_How to complete this task:_
Filter the records below, keeping only lines with the string "listed".

_Records provided:_
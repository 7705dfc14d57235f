//! Validation error types

use std::fmt;

/// Validation error for domain models
#[derive(Debug, Clone, PartialEq, Eq)]
pub enum ValidationError {
    /// Field is empty when it shouldn't be
    Empty { field: &'static str },

    /// Field exceeds maximum length
    TooLong { field: &'static str, max: usize },

    /// Field is below minimum length
    TooShort { field: &'static str, min: usize },

    /// String doesn't match required format
    InvalidFormat { field: &'static str, reason: &'static str },

    /// Numeric value outside the accepted range
    OutOfRange { field: &'static str, value: String },
}

impl fmt::Display for ValidationError {
    fn fmt(&self, f: &mut fmt::Formatter<'_>) -> fmt::Result {
        match self {
            Self::Empty { field } => write!(f, "{} cannot be empty", field),
            Self::TooLong { field, max } => {
                write!(f, "{} exceeds maximum length of {} characters", field, max)
            }
            Self::TooShort { field, min } => {
                write!(f, "{} must be at least {} characters", field, min)
            }
            Self::InvalidFormat { field, reason } => {
                write!(f, "{}: {}", field, reason)
            }
            Self::OutOfRange { field, value } => {
                write!(f, "{} out of range: '{}'", field, value)
            }
        }
    }
}

impl std::error::Error for ValidationError {}
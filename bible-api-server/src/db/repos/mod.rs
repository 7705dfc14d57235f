//! Repository implementations for database access
//!
//! Each repository borrows the pool and issues parameterized SQL only.

pub mod bible;
pub mod search;
pub mod users;
pub mod devotionals;

pub use bible::{BibleRepo, BibleStats, Book, ChapterVerse, Verse};
pub use search::{SearchHit, SearchPlan, SearchRepo, SearchStrategy};
pub use users::{NewUser, User, UserRecord, UserRepo};
pub use devotionals::{Devotional, DevotionalRepo, FavoriteVerse};
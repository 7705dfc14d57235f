//! Verse search endpoint

use std::sync::Arc;

use axum::{
    extract::State,
    routing::get,
    Json, Router,
};
use serde::Deserialize;

use crate::db::repos::{SearchHit, SearchRepo};
use crate::http::error::ApiError;
use crate::http::extractors::ValidQuery;
use crate::http::server::AppState;
use crate::models::{SearchLimit, SearchQuery};

/// Query parameters for search
#[derive(Debug, Deserialize)]
pub struct SearchParams {
    #[serde(default)]
    pub q: String,
    pub limit: Option<i64>,
}

/// GET /search?q=...&limit=... - best matches first
async fn search(
    State(state): State<Arc<AppState>>,
    ValidQuery(params): ValidQuery<SearchParams>,
) -> Result<Json<Vec<SearchHit>>, ApiError> {
    let query = SearchQuery::new(&params.q)?;
    let limit = SearchLimit::new(params.limit);

    let hits = SearchRepo::new(&state.pool).search(&query, limit).await?;
    Ok(Json(hits))
}

/// Search routes
pub fn router() -> Router<Arc<AppState>> {
    Router::new().route("/search", get(search))
}

#[cfg(test)]
mod tests {
    use crate::http::server::tests::{json_body, test_app};
    use axum::body::Body;
    use axum::http::{Request, StatusCode};
    use tower::ServiceExt;

    async fn get(uri: &str) -> axum::response::Response {
        test_app()
            .oneshot(Request::builder().uri(uri).body(Body::empty()).unwrap())
            .await
            .unwrap()
    }

    #[tokio::test]
    async fn blank_query_is_400() {
        let response = get("/search?q=%20%20").await;
        assert_eq!(response.status(), StatusCode::BAD_REQUEST);
        assert_eq!(json_body(response).await["error"], "validation_error");
    }

    #[tokio::test]
    async fn missing_query_is_400() {
        let response = get("/search").await;
        assert_eq!(response.status(), StatusCode::BAD_REQUEST);
    }

    #[tokio::test]
    async fn non_numeric_limit_is_400_json() {
        let response = get("/search?q=love&limit=abc").await;
        assert_eq!(response.status(), StatusCode::BAD_REQUEST);
        assert_eq!(json_body(response).await["error"], "bad_request");
    }

    #[tokio::test]
    async fn overlong_query_is_400() {
        let uri = format!("/search?q={}", "a".repeat(201));
        let response = get(&uri).await;
        assert_eq!(response.status(), StatusCode::BAD_REQUEST);
    }
}
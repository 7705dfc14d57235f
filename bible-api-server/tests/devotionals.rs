//! Database-backed tests for devotional saves and verse search.
//!
//! Run with: DATABASE_URL=postgres://... cargo test -p bible-api-server -- --ignored

use std::time::{SystemTime, UNIX_EPOCH};

use bible_api_server::db::{
    create_pool, migrations, DbError, DevotionalRepo, NewUser, SearchRepo, UserRepo,
};
use bible_api_server::models::{
    Email, Pagination, PersonName, Reflection, SearchLimit, SearchQuery, Username, VerseIds,
};
use chrono::NaiveDate;
use sqlx::PgPool;

struct Fixture {
    pool: PgPool,
    user_id: i32,
    verse_ids: [i32; 3],
    marker: String,
}

fn unique_suffix() -> u64 {
    let nanos = SystemTime::now()
        .duration_since(UNIX_EPOCH)
        .unwrap()
        .as_nanos() as u64;
    (nanos ^ u64::from(std::process::id())) % 1_000_000_000
}

/// Fresh book/chapter/verses and user, unique per call.
async fn fixture() -> Fixture {
    let url = std::env::var("DATABASE_URL").expect("DATABASE_URL required");
    let pool = create_pool(&url).await.unwrap();
    migrations::run(&pool).await.unwrap();

    let suffix = unique_suffix();
    let marker = format!("zorblax{suffix}ing");

    let book_id: i32 = sqlx::query_scalar(
        "INSERT INTO books (name, abbreviation, testament, position) VALUES ($1, $2, 'OT', 9000) RETURNING id",
    )
    .bind(format!("Testbook {suffix}"))
    .bind(format!("T{}", suffix % 1_000_000))
    .fetch_one(&pool)
    .await
    .unwrap();

    let chapter_id: i32 = sqlx::query_scalar(
        "INSERT INTO chapters (book_id, chapter_number) VALUES ($1, 1) RETURNING id",
    )
    .bind(book_id)
    .fetch_one(&pool)
    .await
    .unwrap();

    let mut verse_ids = [0; 3];
    for (i, slot) in verse_ids.iter_mut().enumerate() {
        *slot = sqlx::query_scalar(
            "INSERT INTO verses (chapter_id, verse_number, text) VALUES ($1, $2, $3) RETURNING id",
        )
        .bind(chapter_id)
        .bind(i as i32 + 1)
        .bind(format!("In the beginning was the {marker} number {}", i + 1))
        .fetch_one(&pool)
        .await
        .unwrap();
    }

    let user = UserRepo::new(&pool)
        .create(&NewUser {
            username: Username::new(&format!("tester_{suffix}")).unwrap(),
            email: Email::new(&format!("tester_{suffix}@example.com")).unwrap(),
            first_name: PersonName::new("first name", Some("Test")).unwrap(),
            last_name: PersonName::default(),
            password_hash: "not-a-real-hash".into(),
        })
        .await
        .unwrap();

    Fixture {
        pool,
        user_id: user.id,
        verse_ids,
        marker,
    }
}

fn ids(raw: &[i32]) -> VerseIds {
    let wide: Vec<i64> = raw.iter().map(|&id| i64::from(id)).collect();
    VerseIds::new(&wide).unwrap()
}

fn date(day: u32) -> NaiveDate {
    NaiveDate::from_ymd_opt(2025, 3, day).unwrap()
}

#[tokio::test]
#[ignore = "requires database"]
async fn save_replaces_favorite_set() {
    let fx = fixture().await;
    let repo = DevotionalRepo::new(&fx.pool);
    let [v1, v2, v3] = fx.verse_ids;

    let first = repo
        .save(fx.user_id, date(1), &Reflection::new("first").unwrap(), &ids(&[v1, v2]))
        .await
        .unwrap();
    assert_eq!(first.favorite_verse_ids, vec![v1, v2]);

    let second = repo
        .save(fx.user_id, date(1), &Reflection::new("second").unwrap(), &ids(&[v3, v2]))
        .await
        .unwrap();
    assert_eq!(second.devotional_id, first.devotional_id);
    assert_eq!(second.reflection, "second");
    assert_eq!(second.favorite_verse_ids, vec![v2, v3]);

    let verses = repo.favorite_verses(fx.user_id, date(1)).await.unwrap();
    let listed: Vec<i32> = verses.iter().map(|v| v.verse_id).collect();
    assert_eq!(listed, vec![v2, v3]);
}

#[tokio::test]
#[ignore = "requires database"]
async fn unknown_verse_leaves_previous_state() {
    let fx = fixture().await;
    let repo = DevotionalRepo::new(&fx.pool);
    let [v1, ..] = fx.verse_ids;

    repo.save(fx.user_id, date(2), &Reflection::new("kept").unwrap(), &ids(&[v1]))
        .await
        .unwrap();

    let err = repo
        .save(
            fx.user_id,
            date(2),
            &Reflection::new("lost").unwrap(),
            &VerseIds::new(&[i64::from(v1), 2_000_000_000]).unwrap(),
        )
        .await
        .unwrap_err();
    assert!(matches!(err, DbError::UnknownReference { .. }));

    let stored = repo.get_for_date(fx.user_id, date(2)).await.unwrap().unwrap();
    assert_eq!(stored.reflection, "kept");
    assert_eq!(stored.favorite_verse_ids, vec![v1]);
}

#[tokio::test]
#[ignore = "requires database"]
async fn list_newest_first_and_delete() {
    let fx = fixture().await;
    let repo = DevotionalRepo::new(&fx.pool);
    let empty = VerseIds::default();

    for day in [3, 5, 4] {
        repo.save(fx.user_id, date(day), &Reflection::new("").unwrap(), &empty)
            .await
            .unwrap();
    }

    let page = repo.list(fx.user_id, Pagination::new(1, 2)).await.unwrap();
    assert_eq!(page.total, 3);
    let dates: Vec<NaiveDate> = page.items.iter().map(|d| d.devotional_date).collect();
    assert_eq!(dates, vec![date(5), date(4)]);
    assert!(page.has_next());

    repo.delete(fx.user_id, date(4)).await.unwrap();
    assert!(repo.get_for_date(fx.user_id, date(4)).await.unwrap().is_none());
    assert!(matches!(
        repo.delete(fx.user_id, date(4)).await,
        Err(DbError::NotFound { .. })
    ));
}

#[tokio::test]
#[ignore = "requires database"]
async fn search_finds_whole_words_and_falls_back_to_fragments() {
    let fx = fixture().await;
    let repo = SearchRepo::new(&fx.pool);

    let query = SearchQuery::new(&fx.marker).unwrap();
    let hits = repo.search(&query, SearchLimit::default()).await.unwrap();
    assert_eq!(hits.len(), 3);

    // Full-text misses a word fragment, so the substring fallback answers
    let fragment = &fx.marker[1..fx.marker.len() - 3];
    let query = SearchQuery::new(fragment).unwrap();
    let hits = repo.search(&query, SearchLimit::new(Some(2))).await.unwrap();
    assert_eq!(hits.len(), 2);
    assert!(hits.iter().all(|h| h.text.contains(fragment)));
}

#[tokio::test]
#[ignore = "requires database"]
async fn duplicate_username_is_conflict() {
    let fx = fixture().await;
    let user = sqlx::query_scalar::<_, String>("SELECT username FROM users WHERE id = $1")
        .bind(fx.user_id)
        .fetch_one(&fx.pool)
        .await
        .unwrap();

    let err = UserRepo::new(&fx.pool)
        .create(&NewUser {
            username: Username::new(&user).unwrap(),
            email: Email::new("another@example.com").unwrap(),
            first_name: PersonName::default(),
            last_name: PersonName::default(),
            password_hash: "x".into(),
        })
        .await
        .unwrap_err();
    assert!(matches!(err, DbError::Conflict { .. }));
}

_Response below:_
    let listed: Vec<i32> = verses.iter().map(|v| v.verse_id).collect();
    assert_eq!(listed, vec![v2, v3]);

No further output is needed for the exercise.